During hypertension, vascular remodeling allows the blood vessel to withstand mechanical forces induced by high blood pressure (BP). This process is well characterized in the media and intima layers of the vessel but not in the perivascular adipose tissue (PVAT). In PVAT, there is evidence for fibrosis development during hypertension; however, PVAT remodeling is poorly understood.

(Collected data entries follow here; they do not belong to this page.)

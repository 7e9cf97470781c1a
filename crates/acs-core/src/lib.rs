//! acs-core - Core types for the access-control device integration layer
//!
//! This crate holds the value types shared between the SDK layer and its
//! consumers (daemon, persistence, API), plus the repository seam through
//! which connectivity changes are pushed back to durable storage.

pub mod error;
pub mod models;
pub mod repository;

pub use error::{RepositoryError, RepositoryResult};
pub use models::*;
pub use repository::{DeviceRepository, InMemoryDeviceRepository, RegisteredDevice, StatusUpdate};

In non-PVAT depots, mechanical forces can affect adipogenesis and lipogenic stages in preadipocytes. In tissues exposed to high magnitudes of pressure like bone, the activation of the mechanosensor PIEZO1 induces differentiation of progenitor cells towards osteogenic lineages. PVAT's anatomical location continuously exposes it to forces generated by blood flow that could affect adipogenesis in normotensive and hypertensive states. In this study, we hypothesize that activation of PIEZO1 reduces adipogenesis in PVAT preadipocytes. The hypothesis was tested using pharmacological and mechanical activation of PIEZO1. Thoracic aorta PVAT (APVAT) was collected from 10-wk old male SD rats (n=15) to harvest preadipocytes that were differentiated to adipocytes in the presence of the PIEZO1 agonist Yoda1 (10 µM). Mechanical stretch was applied with the FlexCell System at 12% elongation, half-sine at 1 Hz simultaneously during the 4 d of adipogenesis (MS+, mechanical force applied; MS-, no mechanical force used). Yoda1 reduced adipogenesis by 33% compared with CON and, as expected, increased cytoplasmic Ca2+ flux. MS+ reduced adipogenesis efficiency compared with MS-. When expression was blocked with siRNA [si; NC=non-coding siRNA], the anti-adipogenic effect of Yoda1 was reversed in si cells but not in NC; in contrast, si did not alter the inhibitory effect of MS+ on adipogenesis. These data demonstrate that PIEZO1 activation in PVAT reduces adipogenesis and lipogenesis and provides initial evidence for an adaptive response to excessive mechanical forces in PVAT during hypertension.
在高血压期间,血管重塑使血管能够承受高血压(BP)引起的机械力。这个过程在血管的中膜和内膜层中得到了很好的描述,但在血管周围脂肪组织(PVAT)中却没有。在 PVAT 中,有证据表明在高血压期间会发生纤维化发展;然而,PVAT 重塑的机制尚不清楚。在非 PVAT 部位,机械力可以影响前脂肪细胞的脂肪生成和脂肪生成阶段。在像骨骼这样暴露于高压力的组织中,机械感受器 PIEZO1 的激活会诱导祖细胞向成骨谱系分化。PVAT 的解剖位置使其不断暴露于血流产生的力中,这些力可能会影响正常血压和高血压状态下的脂肪生成。在这项研究中,我们假设 PIEZO1 的激活会减少 PVAT 前脂肪细胞的脂肪生成。该假说通过药理学和机械激活 PIEZO1 进行了测试。从 10 周龄雄性 SD 大鼠(n=15)收集胸主动脉 PVAT(APVAT),以收获前脂肪细胞,然后在 PIEZO1 激动剂 Yoda1(10 µM)的存在下分化为脂肪细胞。在 4 天的脂肪生成过程中(MS+,施加机械力;MS-,不使用机械力),同时以 12%的伸长率和半正弦波应用 FlexCell 系统进行机械拉伸。与 CON 相比,Yoda1 使脂肪生成减少了 33%,并如预期的那样增加了细胞质 Ca2+通量。与 MS-相比,MS+降低了脂肪生成效率。当用 siRNA [si;NC=非编码 siRNA]阻断 表达时,Yoda1 的抗脂肪生成作用在 si 细胞中被逆转,但在 NC 中没有逆转;相反,si 并没有改变 MS+对脂肪生成的抑制作用。这些数据表明,PVAT 中的 PIEZO1 激活可减少脂肪生成和脂肪生成,并为高血压期间 PVAT 中过度机械力的适应性反应提供了初步证据。